Sunday, January 20, 2013

I Reads You Review: ALL-NEW X-MEN #2


ALL-NEW X-MEN #2
MARVEL COMICS

WRITER: Brian Michael Bendis
PENCILS: Stuart Immonen
INKS: Wade von Grawbadger
COLORS: Marte Gracia
LETTERS: VC’s Cory Petit
28pp, Colors, $3.99 U.S.

Rated T+

The Marvel Comics event, Marvel NOW, is a re-launch, re-vamp, or re-something. It means lots of new first issues and restarts. One new title has shockingly (to me) and totally captured my imagination and attention. That title is All-New X-Men by writer Brian Michael Bendis and artist Stuart Immonen. I have not been this excited about an X-Men title since John Byrne’s X-Men: The Hidden Years and Grant Morrison and Frank Quitely’s New X-Men.

All-New X-Men has started with a series of bangs. Cyclops/Scott Summers, one of the original X-Men, has become a highly controversial figure. Cyclops is the public face of a new mutant revolution. He and his teammates: Magneto, the White Queen, and Majick, are gathering new mutants as fast as they appear.
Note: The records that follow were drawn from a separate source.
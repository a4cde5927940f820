//! Embedding request types

use serde::{Deserialize, Serialize};

/// Input for embedding generation
#[derive(Debug, Clone, Serialize, Deserialize)]
#[serde(untagged)]
pub enum EmbeddingInput {
    /// Single text input
    Single(String),
    /// Batch of text inputs
    Batch(Vec<String>),
}

impl EmbeddingInput {
    /// Get all inputs as a vector
    pub fn as_vec(&self) -> Vec<&str> {
        match self {
            EmbeddingInput::Single(s) => vec![s.as_str()],
            EmbeddingInput::Batch(v) => v.iter().map(|s| s.as_str()).collect(),
        }
    }

    /// Get the number of inputs
    pub fn len(&self) -> usize {
        match self {
            EmbeddingInput::Single(_) => 1,
            EmbeddingInput::Batch(v) => v.len(),
        }
    }

    /// Check if empty
    pub fn is_empty(&self) -> bool {
        match self {
            EmbeddingInput::Single(s) => s.is_empty(),
            EmbeddingInput::Batch(v) => v.is_empty(),
        }
    }
}

/// What the embedding will be used for.
///
/// Providers that support asymmetric retrieval embed documents and queries
/// differently; the others ignore the hint.
#[derive(Debug, Clone, Copy, PartialEq, Eq, Serialize, Deserialize)]
#[serde(rename_all = "snake_case")]
pub enum EmbeddingTask {
    RetrievalDocument,
    RetrievalQuery,
}

/// Request to generate embeddings
#[derive(Debug, Clone, Serialize, Deserialize)]
pub struct EmbeddingRequest {
    /// Model to use for embedding
    model: String,
    /// Input text(s) to embed
    input: EmbeddingInput,
    #[serde(skip_serializing_if = "Option::is_none")]
    task: Option<EmbeddingTask>,
    /// Optional dimensions (for models that support it)
    #[serde(skip_serializing_if = "Option::is_none")]
    dimensions: Option<usize>,
}

impl EmbeddingRequest {
    /// Create a new embedding request
    pub fn new(model: impl Into<String>, input: EmbeddingInput) -> Self {
        Self {
            model: model.into(),
            input,
            task: None,
            dimensions: None,
        }
    }

    /// Create a request for a single text
    pub fn single(model: impl Into<String>, text: impl Into<String>) -> Self {
        Self::new(model, EmbeddingInput::Single(text.into()))
    }

    /// Create a request for multiple texts
    pub fn batch(model: impl Into<String>, texts: Vec<String>) -> Self {
        Self::new(model, EmbeddingInput::Batch(texts))
    }

    /// Set the task hint
    pub fn with_task(mut self, task: EmbeddingTask) -> Self {
        self.task = Some(task);
        self
    }

    /// Set the output dimensions
    pub fn with_dimensions(mut self, dimensions: usize) -> Self {
        self.dimensions = Some(dimensions);
        self
    }

    /// Get the model
    pub fn model(&self) -> &str {
        &self.model
    }

    /// Get the input
    pub fn input(&self) -> &EmbeddingInput {
        &self.input
    }

    /// Get inputs as strings
    pub fn inputs(&self) -> Vec<&str> {
        self.input.as_vec()
    }

    pub fn task(&self) -> Option<EmbeddingTask> {
        self.task
    }

    /// Get dimensions
    pub fn dimensions(&self) -> Option<usize> {
        self.dimensions
    }
}

#[cfg(test)]
mod tests {
    use super::*;

    #[test]
    fn test_embedding_input_single() {
        let input = EmbeddingInput::Single("hello".into());

        assert_eq!(input.len(), 1);
        assert!(!input.is_empty());
        assert_eq!(input.as_vec(), vec!["hello"]);
    }

    #[test]
    fn test_embedding_input_batch() {
        let input = EmbeddingInput::Batch(vec!["hello".into(), "world".into()]);

        assert_eq!(input.len(), 2);
        assert_eq!(input.as_vec(), vec!["hello", "world"]);
    }

    #[test]
    fn test_embedding_request_with_options() {
        let request = EmbeddingRequest::single("text-embedding-004", "test")
            .with_task(EmbeddingTask::RetrievalQuery)
            .with_dimensions(256);

        assert_eq!(request.model(), "text-embedding-004");
        assert_eq!(request.inputs(), vec!["test"]);
        assert_eq!(request.task(), Some(EmbeddingTask::RetrievalQuery));
        assert_eq!(request.dimensions(), Some(256));
    }
}
//! PDF document parser

use async_trait::async_trait;
use tracing::debug;

use crate::domain::ingestion::{
    DocumentMetadata, DocumentParser, DocumentType, ParsedDocument, ParserInput,
};
use crate::domain::DomainError;

/// Parser for PDF files backed by `pdf-extract`.
///
/// Page texts are concatenated in page order without a separator.
#[derive(Debug, Clone, Default)]
pub struct PdfParser;

impl PdfParser {
    pub fn new() -> Self {
        Self
    }

    fn extract_pages(bytes: &[u8]) -> Result<Vec<String>, DomainError> {
        if bytes.is_empty() {
            return Err(DomainError::extraction("PDF file is empty"));
        }

        pdf_extract::extract_text_from_mem_by_pages(bytes)
            .map_err(|e| DomainError::extraction(format!("Failed to read PDF: {}", e)))
    }
}

#[async_trait]
impl DocumentParser for PdfParser {
    fn document_type(&self) -> DocumentType {
        DocumentType::Pdf
    }

    async fn parse(&self, input: ParserInput) -> Result<ParsedDocument, DomainError> {
        let bytes = input.content;

        // the PDF library can panic on malformed input; a panic surfaces as a JoinError
        let pages = tokio::task::spawn_blocking(move || Self::extract_pages(&bytes))
            .await
            .map_err(|e| DomainError::extraction(format!("PDF extraction aborted: {}", e)))??;

        debug!(pages = pages.len(), "Extracted PDF text");

        let mut metadata = DocumentMetadata::new()
            .with_mime_type(DocumentType::Pdf.mime_type())
            .with_page_count(pages.len());

        if let Some(filename) = input.filename {
            metadata = metadata.with_source(filename);
        }

        Ok(ParsedDocument::new(pages.concat(), metadata))
    }
}
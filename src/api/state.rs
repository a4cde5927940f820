//! Application state shared by handlers

use std::sync::Arc;

use crate::infrastructure::services::DocumentQaServiceTrait;

#[derive(Clone)]
pub struct AppState {
    pub service: Arc<dyn DocumentQaServiceTrait>,
}

impl AppState {
    pub fn new(service: Arc<dyn DocumentQaServiceTrait>) -> Self {
        Self { service }
    }
}
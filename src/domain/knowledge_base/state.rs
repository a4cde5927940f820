//! Single-slot pipeline state with generation-guarded replacement
//!
//! ```text
//!            begin_load / reset
//!   Loaded ---------------------> Empty
//!     ^                             |
//!     +------ commit (current) -----+
//! ```
//!
//! Every `begin_load` and `reset` bumps the generation. A build may only
//! commit with the ticket of the current generation, so a slow build that
//! was superseded by a newer upload (or a reset) is discarded.

use std::sync::Arc;

use serde::Serialize;
use tokio::sync::RwLock;

use super::{DocumentInfo, KnowledgeBase};

/// Proof that a load was started at a given generation
#[derive(Debug, Clone, Copy, PartialEq, Eq)]
pub struct LoadTicket {
    generation: u64,
}

impl LoadTicket {
    pub fn generation(&self) -> u64 {
        self.generation
    }
}

/// Externally visible state of the pipeline
#[derive(Debug, Clone, PartialEq, Serialize)]
#[serde(tag = "state", rename_all = "lowercase")]
pub enum PipelineStatus {
    Empty,
    Loaded { document: DocumentInfo },
}

#[derive(Debug, Default)]
struct Slot {
    generation: u64,
    active: Option<Arc<KnowledgeBase>>,
}

/// Holds at most one active knowledge base.
///
/// The lock only guards pointer reads and swaps; callers do all slow work
/// (extraction, embedding, generation) without holding it.
#[derive(Debug, Default)]
pub struct PipelineState {
    slot: RwLock<Slot>,
}

impl PipelineState {
    pub fn new() -> Self {
        Self::default()
    }

    /// Discard the active knowledge base and start a new load
    pub async fn begin_load(&self) -> LoadTicket {
        let mut slot = self.slot.write().await;
        slot.generation += 1;
        slot.active = None;

        LoadTicket {
            generation: slot.generation,
        }
    }

    /// Install a built knowledge base if no newer load or reset happened.
    ///
    /// Returns `false` when the ticket was superseded; the knowledge base is
    /// dropped in that case.
    pub async fn commit(&self, ticket: LoadTicket, knowledge_base: KnowledgeBase) -> bool {
        let mut slot = self.slot.write().await;

        if slot.generation != ticket.generation {
            return false;
        }

        slot.active = Some(Arc::new(knowledge_base));
        true
    }

    /// Drop the active knowledge base and invalidate in-flight loads
    pub async fn reset(&self) {
        let mut slot = self.slot.write().await;
        slot.generation += 1;
        slot.active = None;
    }

    /// Snapshot of the active knowledge base
    pub async fn current(&self) -> Option<Arc<KnowledgeBase>> {
        self.slot.read().await.active.clone()
    }

    pub async fn status(&self) -> PipelineStatus {
        match self.current().await {
            Some(kb) => PipelineStatus::Loaded {
                document: kb.info().clone(),
            },
            None => PipelineStatus::Empty,
        }
    }

    pub async fn generation(&self) -> u64 {
        self.slot.read().await.generation
    }
}

#[cfg(test)]
mod tests {
    use super::*;
    use crate::domain::ingestion::{Chunk, ChunkMetadata, DocumentType};
    use crate::domain::knowledge_base::EmbeddingIndex;

    fn knowledge_base(name: &str) -> KnowledgeBase {
        let chunk = Chunk::new("text", ChunkMetadata::new(0, 1, 0, 4));
        let index = EmbeddingIndex::from_parts(vec![chunk], vec![vec![1.0]]).unwrap();
        KnowledgeBase::new(name, DocumentType::Txt, 4, index)
    }

    #[tokio::test]
    async fn test_initial_state_is_empty() {
        let state = PipelineState::new();

        assert!(state.current().await.is_none());
        assert_eq!(state.status().await, PipelineStatus::Empty);
    }

    #[tokio::test]
    async fn test_commit_loads() {
        let state = PipelineState::new();

        let ticket = state.begin_load().await;
        assert!(state.commit(ticket, knowledge_base("a.txt")).await);

        let current = state.current().await.unwrap();
        assert_eq!(current.document_name(), "a.txt");
        assert!(matches!(state.status().await, PipelineStatus::Loaded { .. }));
    }

    #[tokio::test]
    async fn test_begin_load_clears_previous() {
        let state = PipelineState::new();
        let ticket = state.begin_load().await;
        state.commit(ticket, knowledge_base("a.txt")).await;

        let _next = state.begin_load().await;

        assert!(state.current().await.is_none());
    }

    #[tokio::test]
    async fn test_superseded_commit_is_rejected() {
        let state = PipelineState::new();

        let slow = state.begin_load().await;
        let fast = state.begin_load().await;

        assert!(state.commit(fast, knowledge_base("new.txt")).await);
        assert!(!state.commit(slow, knowledge_base("old.txt")).await);

        assert_eq!(state.current().await.unwrap().document_name(), "new.txt");
    }

    #[tokio::test]
    async fn test_reset_invalidates_in_flight_load() {
        let state = PipelineState::new();

        let ticket = state.begin_load().await;
        state.reset().await;

        assert!(!state.commit(ticket, knowledge_base("a.txt")).await);
        assert!(state.current().await.is_none());
    }

    #[tokio::test]
    async fn test_snapshot_survives_replacement() {
        let state = PipelineState::new();
        let ticket = state.begin_load().await;
        state.commit(ticket, knowledge_base("a.txt")).await;

        let snapshot = state.current().await.unwrap();
        state.reset().await;

        assert_eq!(snapshot.document_name(), "a.txt");
        assert!(state.current().await.is_none());
    }

    #[tokio::test]
    async fn test_generation_is_monotonic() {
        let state = PipelineState::new();
        let first = state.begin_load().await;
        state.reset().await;
        let second = state.begin_load().await;

        assert!(second.generation() > first.generation());
        assert_eq!(state.generation().await, second.generation());
    }
}
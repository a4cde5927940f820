//! Upload, chat and reset endpoints

use axum::extract::{multipart::MultipartRejection, Multipart, State};
use tracing::{debug, info};
use uuid::Uuid;

use super::state::AppState;
use super::types::{ApiError, ApiErrorType, ChatRequest, Json, MessageResponse, UploadResponse};
use crate::domain::rag::Answer;

const FILE_FIELD: &str = "file";

/// POST /upload-document/
///
/// Expects a multipart form with the document in the `file` field.
pub async fn upload_document(
    State(state): State<AppState>,
    multipart: Result<Multipart, MultipartRejection>,
) -> Result<Json<UploadResponse>, ApiError> {
    let multipart = multipart.map_err(|e| {
        ApiError::new(e.status(), ApiErrorType::InvalidRequestError, e.body_text())
            .with_code("invalid_multipart")
    })?;

    let request_id = Uuid::new_v4().to_string();
    let (filename, bytes) = read_file_field(multipart).await?;
    info!(
        request_id = %request_id,
        filename = %filename,
        bytes = bytes.len(),
        "Processing document upload"
    );

    let document = state.service.upload_file(&filename, bytes).await?;

    Ok(Json(UploadResponse::new(document)))
}

async fn read_file_field(mut multipart: Multipart) -> Result<(String, Vec<u8>), ApiError> {
    while let Some(field) = multipart.next_field().await.map_err(|e| {
        ApiError::new(e.status(), ApiErrorType::InvalidRequestError, e.body_text())
            .with_code("invalid_multipart")
    })? {
        if field.name() != Some(FILE_FIELD) {
            continue;
        }

        let filename = field
            .file_name()
            .map(str::to_string)
            .filter(|name| !name.trim().is_empty())
            .ok_or_else(|| ApiError::bad_request("Uploaded file has no filename"))?;

        let bytes = field.bytes().await.map_err(|e| {
            ApiError::new(
                e.status(),
                ApiErrorType::InvalidRequestError,
                format!("Failed to read file '{}': {}", filename, e.body_text()),
            )
        })?;

        return Ok((filename, bytes.to_vec()));
    }

    Err(ApiError::bad_request(format!(
        "Missing multipart field '{}'",
        FILE_FIELD
    )))
}

/// POST /chat/
pub async fn chat(
    State(state): State<AppState>,
    Json(request): Json<ChatRequest>,
) -> Result<Json<Answer>, ApiError> {
    let request_id = Uuid::new_v4().to_string();
    debug!(request_id = %request_id, query_len = request.query.len(), "Processing chat request");

    let answer = state.service.query(&request.query).await?;

    info!(
        request_id = %request_id,
        sources = answer.sources.len(),
        not_found = answer.is_not_found(),
        "Chat request answered"
    );
    Ok(Json(answer))
}

/// POST /reset-chatbot/
pub async fn reset_chatbot(State(state): State<AppState>) -> Json<MessageResponse> {
    state.service.reset().await;
    Json(MessageResponse::new(
        "Chatbot has been reset. Please upload a new document.",
    ))
}
//! Embedding provider domain models and traits

mod provider;
mod request;
mod response;

pub use provider::EmbeddingProvider;
pub use request::{EmbeddingInput, EmbeddingRequest, EmbeddingTask};
pub use response::{cosine_similarity, Embedding, EmbeddingResponse, EmbeddingUsage};

#[cfg(test)]
pub use provider::mock::MockEmbeddingProvider;
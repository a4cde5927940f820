//! JSON extractor whose rejections use the API error body

use axum::{
    extract::{rejection::JsonRejection, FromRequest, Request},
    response::{IntoResponse, Response},
    Json as AxumJson,
};
use serde::de::DeserializeOwned;

use super::error::{ApiError, ApiErrorType};

/// Wrapper around `axum::Json` that reports bad bodies as [`ApiError`]
#[derive(Debug, Clone, Copy, Default)]
pub struct Json<T>(pub T);

impl<T> Json<T> {
    pub fn into_inner(self) -> T {
        self.0
    }
}

impl<S, T> FromRequest<S> for Json<T>
where
    T: DeserializeOwned,
    S: Send + Sync,
{
    type Rejection = ApiError;

    async fn from_request(req: Request, state: &S) -> Result<Self, Self::Rejection> {
        AxumJson::<T>::from_request(req, state)
            .await
            .map(|AxumJson(value)| Json(value))
            .map_err(rejection_to_error)
    }
}

fn rejection_to_error(rejection: JsonRejection) -> ApiError {
    let message = match &rejection {
        JsonRejection::JsonDataError(err) => format!("Invalid JSON data: {}", err.body_text()),
        JsonRejection::JsonSyntaxError(err) => {
            format!("Invalid JSON syntax: {}", err.body_text())
        }
        JsonRejection::MissingJsonContentType(_) => {
            "Missing Content-Type header. Expected 'application/json'.".to_string()
        }
        JsonRejection::BytesRejection(err) => {
            format!("Failed to read request body: {}", err.body_text())
        }
        _ => "Invalid JSON request".to_string(),
    };

    ApiError::new(rejection.status(), ApiErrorType::InvalidRequestError, message)
        .with_code("invalid_json")
}

impl<T> IntoResponse for Json<T>
where
    T: serde::Serialize,
{
    fn into_response(self) -> Response {
        AxumJson(self.0).into_response()
    }
}
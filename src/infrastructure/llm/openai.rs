use async_trait::async_trait;
use serde::{Deserialize, Serialize};

use super::http_client::HttpClientTrait;
use crate::domain::{
    DomainError, FinishReason, LlmProvider, LlmRequest, LlmResponse, Message, MessageRole,
    ProviderFailure, Usage,
};

pub const DEFAULT_OPENAI_BASE_URL: &str = "https://api.openai.com";
pub const DEFAULT_OPENAI_CHAT_MODEL: &str = "gpt-4o-mini";

/// OpenAI-compatible chat completions provider
#[derive(Debug)]
pub struct OpenAiProvider<C: HttpClientTrait> {
    client: C,
    auth_header: String,
    base_url: String,
}

impl<C: HttpClientTrait> OpenAiProvider<C> {
    pub fn new(client: C, api_key: impl Into<String>) -> Self {
        Self::with_base_url(client, api_key, DEFAULT_OPENAI_BASE_URL)
    }

    pub fn with_base_url(
        client: C,
        api_key: impl Into<String>,
        base_url: impl Into<String>,
    ) -> Self {
        let auth_header = format!("Bearer {}", api_key.into());
        let base_url = base_url.into().trim_end_matches('/').to_string();

        Self {
            client,
            auth_header,
            base_url,
        }
    }

    fn chat_completions_url(&self) -> String {
        format!("{}/v1/chat/completions", self.base_url)
    }

    fn build_request(&self, model: &str, request: &LlmRequest) -> serde_json::Value {
        let messages: Vec<OpenAiMessage> = request
            .messages
            .iter()
            .map(OpenAiMessage::from_domain)
            .collect();

        let mut body = serde_json::json!({
            "model": model,
            "messages": messages,
        });

        if let Some(temp) = request.temperature {
            body["temperature"] = serde_json::json!(temp);
        }

        if let Some(max_tokens) = request.max_tokens {
            body["max_tokens"] = serde_json::json!(max_tokens);
        }

        body
    }

    fn headers(&self) -> Vec<(&str, &str)> {
        vec![
            ("Authorization", self.auth_header.as_str()),
            ("Content-Type", "application/json"),
        ]
    }

    fn parse_response(&self, json: serde_json::Value) -> Result<LlmResponse, DomainError> {
        let response: OpenAiResponse = serde_json::from_value(json).map_err(|e| {
            DomainError::provider_failure(
                "openai",
                ProviderFailure::InvalidResponse,
                format!("Failed to parse response: {}", e),
            )
        })?;

        let choice = response.choices.into_iter().next().ok_or_else(|| {
            DomainError::provider_failure(
                "openai",
                ProviderFailure::InvalidResponse,
                "No choices in response",
            )
        })?;

        let message = Message::assistant(choice.message.content.unwrap_or_default());

        let mut llm_response = LlmResponse::new(response.id, response.model, message);

        if let Some(reason) = choice.finish_reason {
            llm_response = llm_response.with_finish_reason(parse_finish_reason(&reason));
        }

        if let Some(usage) = response.usage {
            llm_response =
                llm_response.with_usage(Usage::new(usage.prompt_tokens, usage.completion_tokens));
        }

        Ok(llm_response)
    }
}

#[async_trait]
impl<C: HttpClientTrait> LlmProvider for OpenAiProvider<C> {
    async fn chat(&self, model: &str, request: LlmRequest) -> Result<LlmResponse, DomainError> {
        let url = self.chat_completions_url();
        let body = self.build_request(model, &request);
        let response = self.client.post_json(&url, self.headers(), &body).await?;

        self.parse_response(response)
    }

    fn provider_name(&self) -> &'static str {
        "openai"
    }

    fn default_model(&self) -> &'static str {
        DEFAULT_OPENAI_CHAT_MODEL
    }
}

fn parse_finish_reason(reason: &str) -> FinishReason {
    match reason {
        "length" => FinishReason::Length,
        "content_filter" => FinishReason::ContentFilter,
        _ => FinishReason::Stop,
    }
}

// OpenAI API types

#[derive(Debug, Serialize)]
struct OpenAiMessage {
    role: &'static str,
    content: String,
}

impl OpenAiMessage {
    fn from_domain(message: &Message) -> Self {
        let role = match message.role {
            MessageRole::System => "system",
            MessageRole::User => "user",
            MessageRole::Assistant => "assistant",
        };

        Self {
            role,
            content: message.content_text().to_string(),
        }
    }
}

#[derive(Debug, Deserialize)]
struct OpenAiResponse {
    id: String,
    model: String,
    choices: Vec<OpenAiChoice>,
    usage: Option<OpenAiUsage>,
}

#[derive(Debug, Deserialize)]
struct OpenAiChoice {
    message: OpenAiResponseMessage,
    finish_reason: Option<String>,
}

#[derive(Debug, Deserialize)]
struct OpenAiResponseMessage {
    content: Option<String>,
}

#[derive(Debug, Deserialize)]
struct OpenAiUsage {
    prompt_tokens: u32,
    completion_tokens: u32,
}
Meanwhile, the X-Men at the Jean Grey School for Higher Learning: Storm, Wolverine, Beast, Iceman, and Kitty Pryde fear that Cyclops’ activities will trigger a mutant apocalypse. In a desperate bid to stop this from happening, the Beast/Hank McCoy goes back in time to ask the original X-Men for help.

As All-New X-Men #2 opens, the Beast confronts the original X-Men: Cyclops, Marvel Girl, Angel, Iceman, and his younger-and-lacking-blue-fur self, the Beast. He wants them to return to the future with him so that perhaps, younger Scott, seeing the way older Scott is acting, will change things. But if the original X-Men decide to help, who says they won’t do it their own way?

Why is All-New X-Men so good? It’s simple. Brian Michael Bendis’ thoughtful, occasionally dense, and character-centric writing, which focuses on Marvel’s mutants, both as people and heroes, is ideal for an X-Men comic book. This opening storyline (“Here Comes Yesterday”) allows Bendis to define personalities and ambitions and aspirations. These are the things that drive the conflict within each individual and within the team, as well as within the larger mutant community and the larger world.

Stuart Immonen’s pencil art delivers compositions that capture the intimate moments and the superhero melodrama of Bendis’ script. It tells the story in a compelling and dramatic way that makes each moment and each panel necessary to the story. Inker Wade von Grawbadger gives the story even more dramatic heft, adding a dark overtone while also making the art eye candy. Immonen and von Grawbadger present some of the best graphical storytelling that X-Men comics have delivered in a decade, as far as I’m concerned.